Yes. The trim input accepts hours, minutes, seconds, and milliseconds, so a cut at 00:00:03.275 lands on the closest sample for any common rate (at 44.1 kHz one millisecond is ~44 samples). For the absolute frame-accuracy a film mixer needs, do the final pass in your DAW; for almost every other purpose millisecond input is enough.

My file is .aif instead of .aiff — will the cutter accept it?

Yes. .aif and .aiff are the same format; the three-letter extension is a Classic Mac OS / MS-DOS holdover and four-letter is the modern convention. Both are accepted on the upload step and processed identically.

What about AIFF-C (AIFC) files with the sowt codec?

AIFF-C is the compressed AIFF variant introduced with the 1991 update. The sowt codec used by macOS is a "pseudo-compression" — it just flips byte order to little-endian and stores raw PCM, so the audio data is still lossless. The cutter reads AIFC files; if you need the output in classic big-endian AIFF, pick AIFF on the output step.

Will trimming preserve the loop points and metadata Logic embedded?

Most descriptive metadata (NAME, AUTH, copyright) is preserved when the output is AIFF. Loop point chunks and instrument chunks may be re-anchored to the new file length or stripped, since their sample offsets reference positions that no longer exist after a cut. If the Apple Loops loop points are critical, re-tag the trimmed file in Logic's Loop Browser after export.

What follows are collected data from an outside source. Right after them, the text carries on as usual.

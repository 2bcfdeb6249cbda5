//! relq Index - Index implementations for the relq query engine.
//!
//! This crate provides the two index kinds a table can carry:
//!
//! - `HashIndex`: O(1) point lookups using a hash map
//! - `OrderedIndex`: Point lookups over keys kept in sorted order
//!
//! Both map a key to the positions of the rows holding it, in row order.
//!
//! # Example
//!
//! ```rust
//! use relq_index::{HashIndex, Index, OrderedIndex};
//!
//! let mut ordered: OrderedIndex<i64> = OrderedIndex::new();
//! ordered.add(10, 0);
//! ordered.add(20, 1);
//! ordered.add(10, 2);
//! assert_eq!(ordered.get(&10), &[0, 2]);
//!
//! let mut hash: HashIndex<i64> = HashIndex::new();
//! hash.add(10, 0);
//! hash.add(10, 3);
//! assert_eq!(hash.get(&10), &[0, 3]);
//! assert!(hash.get(&11).is_empty());
//! ```

#![no_std]

extern crate alloc;

pub mod hash;
pub mod ordered;
pub mod traits;

pub use hash::HashIndex;
pub use ordered::OrderedIndex;
pub use traits::Index;
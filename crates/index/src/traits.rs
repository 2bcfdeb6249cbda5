//! Index trait shared by both index kinds.

use relq_core::RowPos;

/// Maps a key to the positions of the rows holding it.
///
/// Positions for one key are kept in the order they were added, which is row order
/// when an index is built by scanning a table front to back.
pub trait Index<K> {
    /// Adds a row position under a key.
    fn add(&mut self, key: K, pos: RowPos);

    /// Gets the row positions stored under a key; empty when the key is absent.
    fn get(&self, key: &K) -> &[RowPos];

    /// Returns the number of row positions in the index.
    fn len(&self) -> usize;

    /// Returns the number of distinct keys in the index.
    fn key_count(&self) -> usize;

    /// Returns true if the index is empty.
    fn is_empty(&self) -> bool {
        self.len() == 0
    }
}
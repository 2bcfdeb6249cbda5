//! Condition parser.
//!
//! Grammar:
//!
//! ```text
//! condition  := comparison | group (connective group)*
//! group      := '(' comparison ')'
//! connective := 'and' | 'or'                      (case-insensitive)
//! comparison := operand relop operand
//! operand    := literal | attribute | attribute arithop number
//! attribute  := ident | ident '.' ident
//! literal    := number | '\'' chars '\''
//! ```
//!
//! A compound condition uses one connective throughout. When the connectives differ
//! the first one governs every pairing.

mod lexer;

pub use lexer::{tokenize, Token, TokenKind};

use crate::ast::{ArithOp, AttributeRef, Comparison, Condition, Connective, Operand};
use alloc::string::String;
use alloc::vec::Vec;
use relq_core::{Error, Result, Value};
use tracing::warn;

/// Parses condition text into a `Condition`.
pub fn parse_condition(input: &str) -> Result<Condition> {
    let tokens = tokenize(input)?;
    Parser::new(tokens, input.len()).parse()
}

struct Parser {
    tokens: Vec<Token>,
    pos: usize,
    end: usize,
}

impl Parser {
    fn new(tokens: Vec<Token>, end: usize) -> Self {
        Self { tokens, pos: 0, end }
    }

    fn peek(&self) -> Option<&TokenKind> {
        self.tokens.get(self.pos).map(|t| &t.kind)
    }

    fn position(&self) -> usize {
        self.tokens.get(self.pos).map(|t| t.position).unwrap_or(self.end)
    }

    fn next(&mut self) -> Option<TokenKind> {
        let token = self.tokens.get(self.pos).map(|t| t.kind.clone());
        if token.is_some() {
            self.pos += 1;
        }
        token
    }

    fn error<T>(&self, message: impl Into<String>) -> Result<T> {
        Err(Error::malformed_expression(message, self.position()))
    }

    fn expect(&mut self, expected: TokenKind, what: &str) -> Result<()> {
        if self.peek() == Some(&expected) {
            self.pos += 1;
            Ok(())
        } else {
            self.error(alloc::format!("expected {}", what))
        }
    }

    fn parse(&mut self) -> Result<Condition> {
        let condition = match self.peek() {
            None => return self.error("empty condition"),
            Some(TokenKind::LParen) => self.parse_compound()?,
            Some(_) => Condition::Simple(self.parse_comparison()?),
        };
        if self.peek().is_some() {
            return self.error("unexpected trailing input");
        }
        Ok(condition)
    }

    fn parse_compound(&mut self) -> Result<Condition> {
        let mut clauses = Vec::new();
        let mut connectives = Vec::new();
        loop {
            self.expect(TokenKind::LParen, "'('")?;
            clauses.push(self.parse_comparison()?);
            self.expect(TokenKind::RParen, "')'")?;
            if self.peek().is_none() {
                break;
            }
            connectives.push(self.parse_connective()?);
        }

        let connective = match connectives.first() {
            None => return Ok(Condition::Simple(clauses.remove(0))),
            Some(first) => *first,
        };
        if connectives.iter().any(|c| *c != connective) {
            warn!(?connective, "mixed connectives in condition; the first one governs");
        }
        Ok(Condition::Compound {
            connective,
            clauses,
        })
    }

    fn parse_connective(&mut self) -> Result<Connective> {
        match self.peek() {
            Some(TokenKind::Ident(word)) if word.eq_ignore_ascii_case("and") => {
                self.pos += 1;
                Ok(Connective::And)
            }
            Some(TokenKind::Ident(word)) if word.eq_ignore_ascii_case("or") => {
                self.pos += 1;
                Ok(Connective::Or)
            }
            _ => self.error("expected 'and' or 'or'"),
        }
    }

    fn parse_comparison(&mut self) -> Result<Comparison> {
        let left = self.parse_operand()?;
        let op = match self.peek() {
            Some(TokenKind::RelOp(op)) => *op,
            _ => return self.error("expected relational operator"),
        };
        self.pos += 1;
        let right = self.parse_operand()?;
        Ok(Comparison::new(left, op, right))
    }

    fn parse_operand(&mut self) -> Result<Operand> {
        let position = self.position();
        match self.next() {
            Some(TokenKind::Str(s)) => Ok(Operand::Literal(Value::Str(s))),
            Some(TokenKind::Number(v)) => {
                if let Some(TokenKind::ArithOp(_)) = self.peek() {
                    return self.error("arithmetic must start with an attribute");
                }
                Ok(Operand::Literal(v))
            }
            Some(TokenKind::Ident(first)) => {
                let attribute = if self.peek() == Some(&TokenKind::Dot) {
                    self.pos += 1;
                    match self.next() {
                        Some(TokenKind::Ident(name)) => AttributeRef::qualified(first, name),
                        _ => {
                            self.pos -= 1;
                            return self.error("expected attribute name after '.'");
                        }
                    }
                } else {
                    AttributeRef::new(first)
                };
                match self.peek() {
                    Some(TokenKind::ArithOp(op)) => {
                        let op = *op;
                        self.pos += 1;
                        let literal = self.parse_arith_literal(op)?;
                        Ok(Operand::Arithmetic {
                            attribute,
                            op,
                            literal,
                        })
                    }
                    _ => Ok(Operand::Attribute(attribute)),
                }
            }
            _ => Err(Error::malformed_expression("expected operand", position)),
        }
    }

    fn parse_arith_literal(&mut self, op: ArithOp) -> Result<f64> {
        let literal = match self.peek() {
            Some(TokenKind::Number(v)) => v.to_f64(),
            _ => None,
        };
        match literal {
            Some(l) if op == ArithOp::Div && l == 0.0 => self.error("division by zero"),
            Some(l) => {
                self.pos += 1;
                Ok(l)
            }
            None => self.error("expected numeric literal after arithmetic operator"),
        }
    }
}

#[cfg(test)]
mod tests {
    use super::*;
    use crate::ast::RelOp;
    use alloc::vec;

    fn attr(name: &str) -> Operand {
        Operand::Attribute(AttributeRef::new(name))
    }

    #[test]
    fn test_parse_simple() {
        let cond = parse_condition("qty > 30").unwrap();
        assert_eq!(
            cond,
            Condition::Simple(Comparison::new(
                attr("qty"),
                RelOp::Gt,
                Operand::Literal(Value::Int(30))
            ))
        );
    }

    #[test]
    fn test_parse_literal_first_with_arithmetic() {
        let cond = parse_condition("30 = qty / 2").unwrap();
        assert_eq!(
            cond.clauses()[0],
            Comparison::new(
                Operand::Literal(Value::Int(30)),
                RelOp::Eq,
                Operand::Arithmetic {
                    attribute: AttributeRef::new("qty"),
                    op: ArithOp::Div,
                    literal: 2.0,
                }
            )
        );
    }

    #[test]
    fn test_parse_join_condition() {
        let cond = parse_condition("R.customerid = S.C").unwrap();
        let clause = &cond.clauses()[0];
        assert_eq!(clause.left, Operand::Attribute(AttributeRef::qualified("R", "customerid")));
        assert_eq!(clause.right, Operand::Attribute(AttributeRef::qualified("S", "C")));
    }

    #[test]
    fn test_parse_compound() {
        let cond = parse_condition("(time > 50) or (qty < 30) OR (itemid = 'x')").unwrap();
        match cond {
            Condition::Compound {
                connective,
                clauses,
            } => {
                assert_eq!(connective, Connective::Or);
                assert_eq!(clauses.len(), 3);
                assert_eq!(clauses[2].right, Operand::Literal(Value::from("x")));
            }
            other => panic!("expected compound, got {:?}", other),
        }
    }

    #[test]
    fn test_mixed_connectives_first_governs() {
        let cond = parse_condition("(a = 1) and (b = 2) or (c = 3)").unwrap();
        assert_eq!(cond.connective(), Connective::And);
        assert_eq!(cond.clauses().len(), 3);
    }

    #[test]
    fn test_single_group_is_simple() {
        let cond = parse_condition("(a = 1)").unwrap();
        assert!(matches!(cond, Condition::Simple(_)));
    }

    #[test]
    fn test_parse_errors() {
        let cases = vec![
            ("", 0),
            ("qty", 3),
            ("qty >", 5),
            ("(a = 1) xor (b = 2)", 8),
            ("(a = 1", 6),
            ("a = 1 b", 6),
            ("2 * qty = 4", 2),
            ("qty / 0 = 1", 6),
            ("qty + 'x' = 1", 6),
            ("R. = 1", 3),
        ];
        for (input, position) in cases {
            match parse_condition(input) {
                Err(Error::MalformedExpression { position: p, .. }) => {
                    assert_eq!(p, position, "input: {}", input)
                }
                other => panic!("input {:?} gave {:?}", input, other),
            }
        }
    }
}
//! Pipe-delimited table text format.
//!
//! The first line is the header; every following non-blank line is one row. Fields
//! are separated by `|`. A field made only of ASCII digits loads as an integer, every
//! other field loads as text. Rendering writes the header line then one line per row,
//! each terminated by `\n`, with integral floats shown as `15.0`.

use crate::table::Table;
use alloc::string::{String, ToString};
use alloc::vec::Vec;
use relq_core::{Error, Header, Record, Result, Value};
use tracing::trace;

/// Field separator.
pub const DELIMITER: char = '|';

/// Parses a table from its text form.
///
/// Every line is trimmed of surrounding whitespace before splitting. An input with no
/// header line yields an error; a header with no rows yields an empty table.
pub fn parse_table(text: &str) -> Result<Table> {
    let mut lines = text
        .lines()
        .map(str::trim)
        .enumerate()
        .filter(|(_, line)| !line.is_empty());

    let header = match lines.next() {
        Some((_, line)) => Header::from_names(line.split(DELIMITER)),
        None => return Err(Error::invalid_argument("table text has no header line")),
    };

    let mut rows = Vec::new();
    for (line_no, line) in lines {
        let values: Vec<Value> = line.split(DELIMITER).map(Value::parse_field).collect();
        if values.len() != header.len() {
            return Err(Error::malformed_record(line_no + 1, header.len(), values.len()));
        }
        rows.push(Record::new(values));
    }

    trace!(columns = header.len(), rows = rows.len(), "parsed table");
    Table::with_rows(header, rows)
}

/// Renders a table to its text form.
pub fn render_table(table: &Table) -> String {
    table.to_string()
}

Why is the standard AIFF max file size 4 GB?

AIFF chunk sizes are stored in unsigned 32-bit integers, which caps a single chunk at 2^32 − 1 bytes (~4.29 GB). At 24-bit / 96 kHz stereo that is roughly 2 hours and 10 minutes of continuous audio. For longer recordings, Sound Devices and other field recorders use the Wave64 / RF64 WAV extension instead — convert with AIFF to WAV if you need to break the cap.

Can I convert the trimmed clip to MP3 or FLAC in the same step?

Yes. On the output step pick MP3, FLAC, ALAC, Opus, or another supported codec and the trimmer cuts and encodes in one pass. For dedicated conversions afterward use AIFF to MP3 or AIFF to FLAC — FLAC typically shrinks a 24-bit AIFF by 40-50% without any quality loss.

Is the file uploaded to your server?

The trim happens in the browser session — your AIFF is not stored for any longer than processing requires, there are no public download URLs, and no account is needed. For batches across multiple formats see the general-purpose Audio Cutter, and for fade-in / fade-out trims without re-cutting see Trim AIFF.

Why does my cut AIFF sound silent on Windows Media Player?

Some older Windows decoders mishandle big-endian PCM (the AIFF default) and play back silence or static. Re-export as WAV (little-endian PCM) or AIFF-C with the sowt codec and Windows Media Player, VLC, and foobar2000 will all read it. VLC and foobar2000 handle both byte orders natively on every platform.